=== Begin Enclosure ===
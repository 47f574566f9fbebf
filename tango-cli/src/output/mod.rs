//! Output formatting module
//!
//! Formatters receive pages one at a time and write them to any
//! [`std::io::Write`]. Only the HTML formatter lays out full A4 sheets; the
//! others are for previewing and exporting.

use anyhow::Result;
use serde::{Deserialize, Serialize};
use std::io::Write;
use tango_core::Page;

/// Trait for output formatters
pub trait OutputFormatter: Send + Sync {
    /// Format and output a single page (`number` is 1-based across the sheet)
    fn write_page(&mut self, page: &Page, number: usize) -> Result<()>;

    /// Finalize output (e.g., close JSON array)
    fn finish(&mut self) -> Result<()>;
}

pub mod html;
pub mod json;
pub mod markdown;
pub mod text;

pub use html::HtmlFormatter;
pub use json::JsonFormatter;
pub use markdown::MarkdownFormatter;
pub use text::TextFormatter;

/// Default sheet title
pub const DEFAULT_TITLE: &str = "mikan テスト";

/// Supported output formats
#[derive(Debug, Clone, Copy, PartialEq, Eq, Default, clap::ValueEnum, Serialize, Deserialize)]
#[serde(rename_all = "lowercase")]
pub enum OutputFormat {
    /// Plain text preview, one block per page
    #[default]
    Text,
    /// JSON document with every page and item
    Json,
    /// Markdown with one section per page
    Markdown,
    /// Printable A4 HTML document
    Html,
}

impl OutputFormat {
    /// All formats, in display order
    pub const ALL: [OutputFormat; 4] = [
        OutputFormat::Text,
        OutputFormat::Json,
        OutputFormat::Markdown,
        OutputFormat::Html,
    ];

    /// Lowercase name as accepted on the command line
    pub fn as_str(&self) -> &'static str {
        match self {
            OutputFormat::Text => "text",
            OutputFormat::Json => "json",
            OutputFormat::Markdown => "markdown",
            OutputFormat::Html => "html",
        }
    }

    /// File extension for saved output
    pub fn extension(&self) -> &'static str {
        match self {
            OutputFormat::Text => "txt",
            OutputFormat::Json => "json",
            OutputFormat::Markdown => "md",
            OutputFormat::Html => "html",
        }
    }

    /// One-line description for `tango list formats`
    pub fn description(&self) -> &'static str {
        match self {
            OutputFormat::Text => "Plain text preview of each page",
            OutputFormat::Json => "JSON export of pages and items",
            OutputFormat::Markdown => "Markdown sections, one per page",
            OutputFormat::Html => "Printable A4 sheets with four-line ruling",
        }
    }
}

/// Sheet-level settings shared by all formatters
#[derive(Debug, Clone, PartialEq, Eq)]
pub struct SheetOptions {
    /// Title printed at the top of each sheet
    pub title: String,
    /// Reveal the english answer under each prompt
    pub answer_key: bool,
}

impl Default for SheetOptions {
    fn default() -> Self {
        Self {
            title: DEFAULT_TITLE.to_string(),
            answer_key: false,
        }
    }
}

/// Create a formatter for `format` writing into `writer`
pub fn create_formatter<W: Write + Send + Sync + 'static>(
    format: OutputFormat,
    writer: W,
    sheet: SheetOptions,
    pretty_json: bool,
) -> Box<dyn OutputFormatter> {
    match format {
        OutputFormat::Text => Box::new(TextFormatter::new(writer, sheet)),
        OutputFormat::Json => Box::new(JsonFormatter::new(writer, sheet).pretty(pretty_json)),
        OutputFormat::Markdown => Box::new(MarkdownFormatter::new(writer, sheet)),
        OutputFormat::Html => Box::new(HtmlFormatter::new(writer, sheet)),
    }
}

/// Derive a file name from the sheet title
///
/// Characters that are unsafe in file names are replaced by `-`.
pub fn file_name_for(title: &str, format: OutputFormat) -> String {
    let stem: String = title
        .trim()
        .chars()
        .map(|c| match c {
            '/' | '\\' | '?' | '%' | '*' | ':' | '|' | '"' | '<' | '>' => '-',
            other => other,
        })
        .collect();
    let stem = if stem.is_empty() { "tango" } else { stem.as_str() };

    format!("{}.{}", stem, format.extension())
}
//! Progress reporting module

use indicatif::{ProgressBar, ProgressStyle};
use std::time::Duration;

/// Progress reporter for reading word list files
pub struct ProgressReporter {
    progress_bar: Option<ProgressBar>,
    quiet: bool,
}

impl ProgressReporter {
    /// Create a new progress reporter
    pub fn new(quiet: bool) -> Self {
        Self {
            progress_bar: None,
            quiet,
        }
    }

    /// Initialize progress bar for file reading
    ///
    /// A single file finishes too quickly to be worth a bar.
    pub fn init_files(&mut self, total_files: u64) {
        if self.quiet || total_files < 2 {
            return;
        }

        let style = ProgressStyle::default_bar()
            .template("[{elapsed_precise}] {bar:40.cyan/blue} {pos}/{len} files {msg}")
            .unwrap_or_else(|_| ProgressStyle::default_bar())
            .progress_chars("##-");

        let pb = ProgressBar::new(total_files);
        pb.set_style(style);
        pb.enable_steady_tick(Duration::from_millis(100));

        self.progress_bar = Some(pb);
    }

    /// Update progress for a completed file
    pub fn file_completed(&self, filename: &str) {
        if let Some(pb) = &self.progress_bar {
            pb.set_message(format!("Read: {}", filename));
            pb.inc(1);
        }
    }

    /// Finish progress reporting
    pub fn finish(&self) {
        if let Some(pb) = &self.progress_bar {
            pb.finish_and_clear();
        }
    }

    /// Whether a progress bar is being drawn
    pub fn is_active(&self) -> bool {
        self.progress_bar.is_some()
    }
}
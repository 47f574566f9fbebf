//! CSV ingestion and print pagination for vocabulary word tests
//!
//! This crate turns a vocabulary list (CSV text with `japanese`,
//! `english` and an optional `chapter` column) into printable pages of at
//! most [`PAGE_SIZE`] items each. Pages never mix chapters, and chapters
//! appear in the order they were first seen in the input.
//!
//! Both stages are pure, in-memory transformations: no I/O, no logging.
//! Reading files and rendering documents is left to the host.
//!
//! # Example
//!
//! ```rust
//! use tango_core::{build_pages, parse_csv, ParseOptions};
//!
//! let csv = "chapter,japanese,english\nUnit 1,りんご,apple\nUnit 1,ねこ,cat\n";
//! let items = parse_csv(csv, &ParseOptions::strict()).unwrap();
//! assert_eq!(items.len(), 2);
//!
//! let pages = build_pages(&items, "", false);
//! assert_eq!(pages.len(), 1);
//! assert_eq!(pages[0].chapter, "Unit 1");
//! assert_eq!(pages[0].items[1].english, "cat");
//! ```

#![warn(missing_docs)]

pub mod csv;
pub mod error;
pub mod pager;
pub mod types;

pub use csv::{
    parse_csv, parse_csv_with_report, split_csv_line, ColumnPolicy, CsvParser, HeaderColumns,
    ParseMode, ParseOptions, ParseOptionsBuilder, ParseReport, RowPolicy, SkipReason, SkippedRow,
};
pub use error::{Error, Result};
pub use pager::{build_pages, build_pages_with_rng, resolve_chapter};
pub use types::{Page, WordItem, CHAPTER_PLACEHOLDER, PAGE_SIZE};

#[cfg(test)]
mod tests {
    use super::*;

    #[test]
    fn test_parse_then_paginate() {
        let csv = "japanese,english,chapter\n犬,dog,A\n猫,cat,B\n鳥,bird,A\n";
        let items = parse_csv(csv, &ParseOptions::lenient()).unwrap();
        let pages = build_pages(&items, "", false);

        let chapters: Vec<&str> = pages.iter().map(|p| p.chapter.as_str()).collect();
        assert_eq!(chapters, vec!["A", "B"]);
        assert_eq!(pages[0].items.len(), 2);
        assert_eq!(pages[1].items.len(), 1);
    }

    #[test]
    fn test_public_exports() {
        let _parser = CsvParser::new();
        let _options: ParseOptions = ParseMode::Strict.into();
        assert_eq!(PAGE_SIZE, 12);
        assert!(!CHAPTER_PLACEHOLDER.is_empty());
    }
}
//! File pattern resolution using glob

use anyhow::{Context, Result};
use glob::glob;
use std::path::PathBuf;

use crate::error::CliError;

/// Resolve file patterns to actual file paths
///
/// Files keep the order of the patterns that matched them, so word lists
/// given as `-i unit1.csv -i unit2.csv` are printed in that order. Within
/// one pattern, matches are sorted by path.
pub fn resolve_patterns(patterns: &[String]) -> Result<Vec<PathBuf>> {
    let mut files: Vec<PathBuf> = Vec::new();

    for pattern in patterns {
        let paths = glob(pattern).map_err(|_| CliError::InvalidPattern(pattern.clone()))?;

        let mut matched = Vec::new();
        for path_result in paths {
            let path =
                path_result.with_context(|| format!("Error resolving pattern: {}", pattern))?;

            if path.is_file() {
                matched.push(path);
            }
        }

        matched.sort();
        for path in matched {
            if !files.contains(&path) {
                files.push(path);
            }
        }
    }

    if files.is_empty() {
        anyhow::bail!("No files found matching the provided patterns");
    }

    Ok(files)
}
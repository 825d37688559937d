//! Configuration file support for aurora.
//!
//! Loads optional `aurora.toml` from the working directory. Every key is
//! optional; command-line flags win over the file, the file wins over the
//! built-in defaults.
//!
//! ```toml
//! [site]
//! title = "Northwind – Ship faster"
//! description = "Our product homepage"
//! lang = "en"
//!
//! [assets]
//! stylesheet = "assets/tailwind.css"
//!
//! [output]
//! path = "dist/index.html"
//! ```

use std::path::{Path, PathBuf};

use aurora_page::{PageOptions, SiteMeta};
use serde::Deserialize;
use tracing::{debug, warn};

/// Root configuration structure
#[derive(Debug, Default, Clone, PartialEq, Eq, Deserialize)]
#[serde(default)]
pub struct AuroraConfig {
    pub site: SiteConfig,
    pub assets: AssetsConfig,
    pub output: OutputConfig,
}

/// Document metadata overrides
#[derive(Debug, Default, Clone, PartialEq, Eq, Deserialize)]
#[serde(default)]
pub struct SiteConfig {
    pub title: Option<String>,
    pub description: Option<String>,
    pub lang: Option<String>,
}

#[derive(Debug, Default, Clone, PartialEq, Eq, Deserialize)]
#[serde(default)]
pub struct AssetsConfig {
    /// Href of the compiled utility-class stylesheet
    pub stylesheet: Option<String>,
}

#[derive(Debug, Default, Clone, PartialEq, Eq, Deserialize)]
#[serde(default)]
pub struct OutputConfig {
    /// Where `aurora render` writes when `--out` is not given
    pub path: Option<PathBuf>,
}

#[derive(Debug, thiserror::Error)]
pub enum ConfigError {
    #[error("failed to read {}", path.display())]
    Read {
        path: PathBuf,
        #[source]
        source: std::io::Error,
    },
    #[error("failed to parse {}", path.display())]
    Parse {
        path: PathBuf,
        #[source]
        source: toml::de::Error,
    },
}

impl AuroraConfig {
    pub const FILE_NAME: &'static str = "aurora.toml";

    /// Load `aurora.toml` from `root` if present.
    /// Returns default config if the file doesn't exist or is invalid.
    pub fn discover(root: &Path) -> Self {
        let path = root.join(Self::FILE_NAME);
        if !path.exists() {
            debug!("no {} in {}", Self::FILE_NAME, root.display());
            return Self::default();
        }

        match Self::load_from_path(&path) {
            Ok(config) => config,
            Err(err) => {
                warn!("{err}: {}; using defaults", error_source(&err));
                Self::default()
            }
        }
    }

    /// Load config from a specific path. Missing or malformed files are errors.
    pub fn load_from_path(path: &Path) -> Result<Self, ConfigError> {
        let content = std::fs::read_to_string(path).map_err(|source| ConfigError::Read {
            path: path.to_path_buf(),
            source,
        })?;
        let config = toml::from_str(&content).map_err(|source| ConfigError::Parse {
            path: path.to_path_buf(),
            source,
        })?;
        debug!("loaded config from {}", path.display());
        Ok(config)
    }

    /// Page options for `year`, with configured metadata over the defaults.
    pub fn page_options(&self, year: i32) -> PageOptions {
        let defaults = SiteMeta::default();
        PageOptions {
            meta: SiteMeta {
                title: self.site.title.clone().unwrap_or(defaults.title),
                description: self.site.description.clone().unwrap_or(defaults.description),
                lang: self.site.lang.clone().unwrap_or(defaults.lang),
            },
            stylesheet_href: self.assets.stylesheet.clone(),
            year,
        }
    }
}

fn error_source(err: &ConfigError) -> String {
    match err {
        ConfigError::Read { source, .. } => source.to_string(),
        ConfigError::Parse { source, .. } => source.message().to_string(),
    }
}

#[cfg(test)]
mod tests {
    use super::*;
    use tempfile::TempDir;

    #[test]
    fn test_default_config() {
        let config = AuroraConfig::default();
        assert!(config.site.title.is_none());
        assert!(config.assets.stylesheet.is_none());
        assert!(config.output.path.is_none());

        let options = config.page_options(2026);
        assert_eq!(options, PageOptions::for_year(2026));
    }

    #[test]
    fn test_discover_missing_file() {
        let temp = TempDir::new().expect("temp dir");
        assert_eq!(AuroraConfig::discover(temp.path()), AuroraConfig::default());
    }

    #[test]
    fn test_load_valid_config() {
        let temp = TempDir::new().expect("temp dir");
        std::fs::write(
            temp.path().join(AuroraConfig::FILE_NAME),
            r#"
[site]
title = "Northwind"
lang = "de"

[assets]
stylesheet = "assets/app.css"

[output]
path = "dist/index.html"
"#,
        )
        .expect("write config");

        let config = AuroraConfig::discover(temp.path());
        assert_eq!(config.site.title.as_deref(), Some("Northwind"));
        assert_eq!(config.output.path, Some(PathBuf::from("dist/index.html")));

        let options = config.page_options(2030);
        assert_eq!(options.meta.title, "Northwind");
        assert_eq!(options.meta.lang, "de");
        assert_eq!(options.meta.description, SiteMeta::default().description);
        assert_eq!(options.stylesheet_href.as_deref(), Some("assets/app.css"));
        assert_eq!(options.year, 2030);
    }

    #[test]
    fn test_discover_invalid_falls_back_to_default() {
        let temp = TempDir::new().expect("temp dir");
        std::fs::write(temp.path().join(AuroraConfig::FILE_NAME), "[site\ntitle = ")
            .expect("write config");

        assert_eq!(AuroraConfig::discover(temp.path()), AuroraConfig::default());
    }

    #[test]
    fn test_explicit_invalid_is_error() {
        let temp = TempDir::new().expect("temp dir");
        let path = temp.path().join("broken.toml");
        std::fs::write(&path, "[assets]\nstylesheet = 42\n").expect("write config");

        let err = AuroraConfig::load_from_path(&path).unwrap_err();
        assert!(matches!(err, ConfigError::Parse { .. }));
        assert!(err.to_string().starts_with("failed to parse"));
    }

    #[test]
    fn test_explicit_missing_is_error() {
        let temp = TempDir::new().expect("temp dir");
        let err = AuroraConfig::load_from_path(&temp.path().join("nope.toml")).unwrap_err();
        assert!(matches!(err, ConfigError::Read { .. }));
    }
}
=== End Enclosure ===
> _Aim of the task_
Only the lines above from the line with "export of pages" to the line with "by all formatters", those two lines included, should be reproduced exactly.

> _Task response_
            OutputFormat::Json => "JSON export of pages and items",
            OutputFormat::Markdown => "Markdown sections, one per page",
            OutputFormat::Html => "Printable A4 sheets with four-line ruling",
        }
    }
}

/// Sheet-level settings shared by all formatters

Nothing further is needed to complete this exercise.